Table 1.

Default choices for τ_ω²

Test	Statistic	Standardized effect (ω)	τ ω 2
1-sample z	$\frac{\sqrt{n}\overline{x}}{\sigma }$	$\frac{\mu }{\sigma }$	$\frac{n{\omega }^2}{2}$
1-sample t	$\frac{\sqrt{n}\overline{x}}{s}$	$\frac{\mu }{\sigma }$	$\frac{n{\omega }^2}{2}$
2-sample z	$\frac{\sqrt{n_1{n}_2}({\overline{x}}_1-{\overline{x}}_2)}{\sigma \sqrt{n_1+n_2}}$	$\frac{{\mu }_1-{\mu }_2}{\sigma }$	$\frac{n_1{n}_2{\omega }^2}{2(n_1+n_2)}$
2-sample t	$\frac{\sqrt{n_1{n}_2}({\overline{x}}_1-{\overline{x}}_2)}{s\sqrt{n_1+n_2}}$	$\frac{{\mu }_1-{\mu }_2}{\sigma }$	$\frac{n_1{n}_2{\omega }^2}{2(n_1+n_2)}$
Multinomial/Poisson	${\chi }_{\nu }^2=\sum _{i=1}^k\frac{{(n_i-n{f}_i(\widehat{\mathit{\theta }}))}^2}{n{f}_i(\widehat{\mathit{\theta }})}$	${\left(\frac{p_i-f_i(\mathit{\theta })}{\sqrt{f_i(\mathit{\theta })}}\right)}_{k\times 1}$	$\frac{n\mathit{\omega }\prime \mathit{\omega }}{k}=n{\tilde{\omega }}^2$
Linear model	$F_{k,n-p}=\frac{(RS{S}_0-RS{S}_1)/k}{[(RS{S}_1)/(n-p)]}$	$\frac{{\mathbf{L}}^{-1}(\mathbf{A}\mathit{\beta }-\mathbf{a})}{\sigma }$	$\frac{n\mathit{\omega }\prime \mathit{\omega }}{2k}=\frac{n{\tilde{\omega }}^2}{2}$
Likelihood ratio	${\chi }_k^2=-2\log \left[\frac{l({\mathit{\theta }}_{r0},\widehat{{\mathit{\theta }}_s})}{l(\widehat{\mathit{\theta }})}\right]$	${\mathbf{L}}^{-1}({\mathit{\theta }}_r-{\mathit{\theta }}_{r0})$	$\frac{n\mathbf{\omega }\prime \mathbf{\omega }}{k}=n{\tilde{\omega }}^2$

For one-sample tests, x₁, …, x_n are assumed to be iid N(μ, σ²), where n refers to sample size.
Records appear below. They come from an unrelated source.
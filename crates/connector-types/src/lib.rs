//! Shared types for wallet connectors.
//!
//! This crate defines the contract between a dApp-connection framework and
//! the connectors it drives: the [`Connector`] lifecycle trait, the
//! notifications a connector emits, construction options and the error
//! taxonomy.

pub mod chain;
pub mod connector;
pub mod errors;
pub mod options;

pub use chain::ChainId;
pub use connector::*;
pub use errors::*;
pub use options::ConnectorOptions;
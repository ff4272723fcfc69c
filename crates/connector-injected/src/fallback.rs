//! Request style negotiation.
//!
//! Providers in the wild implement several generations of the request API.
//! Each logical operation is a fixed, ordered list of request styles; the
//! executor tries them in order and the first style yielding a usable value
//! wins. A style fails softly when the provider lacks the capability, the
//! request errors or times out, or the response carries no usable value.
//! Soft failures are logged and absorbed; only a user rejection on the
//! authorization path is escalated immediately.

use crate::normalize::normalize_response;
use crate::provider::{InjectedProvider, RpcRequest, Vendor};
use connector_types::{ChainId, ConnectorError, ProviderError};
use serde_json::Value;
use std::fmt;
use std::future::Future;
use std::time::Duration;
use tracing::{debug, warn};

/// One way of issuing a request to a provider.
#[derive(Debug, Clone, Copy, PartialEq, Eq)]
pub enum RequestStyle {
	/// `send(method)`, resolving asynchronously.
	Send(&'static str),
	/// Legacy `enable()`.
	Enable,
	/// `send({method})`, returning synchronously.
	SendObject(&'static str),
}

impl fmt::Display for RequestStyle {
	fn fmt(&self, f: &mut fmt::Formatter<'_>) -> fmt::Result {
		match self {
			Self::Send(method) => write!(f, "send({})", method),
			Self::Enable => f.write_str("enable()"),
			Self::SendObject(method) => write!(f, "send({{method: {}}})", method),
		}
	}
}

pub const REQUEST_AUTHORIZATION: &[RequestStyle] = &[
	RequestStyle::Send("eth_requestAccounts"),
	RequestStyle::Enable,
];

pub const GET_ACCOUNTS: &[RequestStyle] = &[
	RequestStyle::Send("eth_accounts"),
	RequestStyle::Enable,
	RequestStyle::SendObject("eth_accounts"),
];

pub const GET_CHAIN_ID: &[RequestStyle] = &[
	RequestStyle::Send("eth_chainId"),
	RequestStyle::Send("net_version"),
	RequestStyle::SendObject("net_version"),
];

pub const IS_AUTHORIZED: &[RequestStyle] = &[RequestStyle::Send("eth_accounts")];

/// Static properties scanned for a chain id, in priority order.
pub const STATIC_CHAIN_ID_PROPERTIES: [&str; 4] =
	["chainId", "netVersion", "networkVersion", "_chainId"];

/// Property holding Dapper's cached RPC results.
pub const DAPPER_CACHE_PROPERTY: &str = "cachedResults";

/// What to do with a user rejection seen inside a chain.
#[derive(Debug, Clone, Copy, PartialEq, Eq)]
pub enum RejectionPolicy {
	/// Treat it like any other soft failure.
	Absorb,
	/// Abort the chain with [`ConnectorError::UserRejected`].
	Escalate,
}

/// Result of running a chain to completion without escalation.
#[derive(Debug, Clone, PartialEq)]
pub enum ChainOutcome<T> {
	Resolved(T),
	/// No style produced a usable value. `last_failure` holds the error of
	/// the final style if that style failed outright.
	Exhausted { last_failure: Option<ProviderError> },
}

/// Runs request-style chains against a provider.
#[derive(Debug, Clone, Default)]
pub struct FallbackExecutor {
	timeout: Option<Duration>,
}

impl FallbackExecutor {
	pub fn new(timeout: Option<Duration>) -> Self {
		Self { timeout }
	}

	/// Issues a single request in the given style and normalizes the response.
	pub async fn attempt(
		&self,
		provider: &dyn InjectedProvider,
		style: RequestStyle,
	) -> Result<Value, ProviderError> {
		let raw = match style {
			RequestStyle::Send(method) => {
				let sender = provider
					.sender()
					.ok_or_else(|| ProviderError::unsupported("send"))?;
				self.bounded(method, sender.send(method)).await?
			}
			RequestStyle::Enable => {
				let enabler = provider
					.legacy_enabler()
					.ok_or_else(|| ProviderError::unsupported("enable"))?;
				self.bounded("enable", enabler.enable()).await?
			}
			RequestStyle::SendObject(method) => {
				let sender = provider
					.sender()
					.ok_or_else(|| ProviderError::unsupported("send"))?;
				sender.send_object(&RpcRequest::new(method))?
			}
		};

		Ok(normalize_response(raw))
	}

	/// Tries `styles` in order until `extract` accepts a response.
	pub async fn run<T, F>(
		&self,
		provider: &dyn InjectedProvider,
		styles: &[RequestStyle],
		extract: F,
		policy: RejectionPolicy,
	) -> Result<ChainOutcome<T>, ConnectorError>
	where
		F: Fn(&Value) -> Option<T>,
	{
		let mut last_failure = None;

		for (index, style) in styles.iter().enumerate() {
			match self.attempt(provider, *style).await {
				Ok(value) => {
					if let Some(extracted) = extract(&value) {
						debug!(%style, "request style succeeded");
						return Ok(ChainOutcome::Resolved(extracted));
					}
					debug!(%style, "request style returned no usable value");
					last_failure = None;
				}
				Err(error) => {
					if policy == RejectionPolicy::Escalate && error.is_user_rejection() {
						warn!(%style, %error, "user rejected the request");
						return Err(ConnectorError::from_provider(error));
					}
					if let Some(next) = styles.get(index + 1) {
						warn!(%style, %error, fallback = %next, "request style failed, falling back");
					} else {
						warn!(%style, %error, "last request style failed");
					}
					last_failure = Some(error);
				}
			}
		}

		Ok(ChainOutcome::Exhausted { last_failure })
	}

	async fn bounded<F>(&self, label: &str, request: F) -> Result<Value, ProviderError>
	where
		F: Future<Output = Result<Value, ProviderError>>,
	{
		match self.timeout {
			Some(limit) => tokio::time::timeout(limit, request)
				.await
				.map_err(|_| ProviderError::timed_out(label))?,
			None => request.await,
		}
	}
}

/// Chain id from cached and static provider properties.
///
/// Dapper's result cache takes priority; otherwise the first static property
/// holding a chain id wins.
pub fn static_chain_id(provider: &dyn InjectedProvider) -> Option<ChainId> {
	if Vendor::Dapper.matches(provider) {
		let cached = provider
			.property(DAPPER_CACHE_PROPERTY)
			.and_then(|cache| cache.get("net_version").cloned())
			.map(normalize_response)
			.and_then(|value| ChainId::from_value(&value));
		if cached.is_some() {
			return cached;
		}
		debug!("Dapper result cache holds no chain id");
	}

	STATIC_CHAIN_ID_PROPERTIES.iter().find_map(|name| {
		provider
			.property(name)
			.and_then(|value| ChainId::from_value(&value))
	})
}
In two-sample tests, x_{j, 1}, …, x_{j, nj}, j = 1, 2, are assumed to be iid N(μ_j, σ²). Integers n₁ and n₂ refer to sample sizes in each group. A bar over a variable denotes the sample mean. The variance of normal observations is denoted by σ² and is assumed to be equal in both groups in two-sample tests. Standard deviations are denoted by s and are the pooled estimate in the two-sample t test. In multinomial/Poisson tests, $f(\mathit{\theta })$ maps an s × 1 vector $\mathit{\theta }$ into a k × 1 probability vector, where k denotes the number of cells. The degrees of freedom ν equals k − s − 1. The quantities p_i and n_i represent cell probabilities and counts, respectively, and n is the sum of all cell counts. In the linear model, the alternative hypothesis is $\mathbf{A}\mathit{\beta }=\mathbf{a}$, where A is a k × p matrix of rank k, $\mathit{\beta }$ is a p × 1 vector of regression coefficients, and a is a k × 1 vector. The quantities RSS₀ and RSS₁ denote the residual sum of squares under the null and alternative hypotheses, respectively. The quantity n is the number of observations, and σ² is the observational variance. In the likelihood ratio test, l(⋅) denotes the likelihood function for a parameter vector $\mathit{\theta }=({\mathit{\theta }}_r,{\mathit{\theta }}_s)$. The k × 1 subvector ${\mathit{\theta }}_r$ equals ${\mathit{\theta }}_{r0}$ under the null hypothesis. The maximum likelihood estimate of $\mathit{\theta }$ under the alternative hypothesis is $\widehat{\mathit{\theta }}$, and the maximum likelihood of ${\mathit{\theta }}_s$ under the null hypothesis is ${\widehat{\mathit{\theta }}}_s$. In the linear model and likelihood ratio tests, the matrix L⁻¹ represents the Cholesky decomposition of the covariance matrix for the tested parameters, scaled to a single observation. Further explanation of τ_ω² values appear in SI Appendix.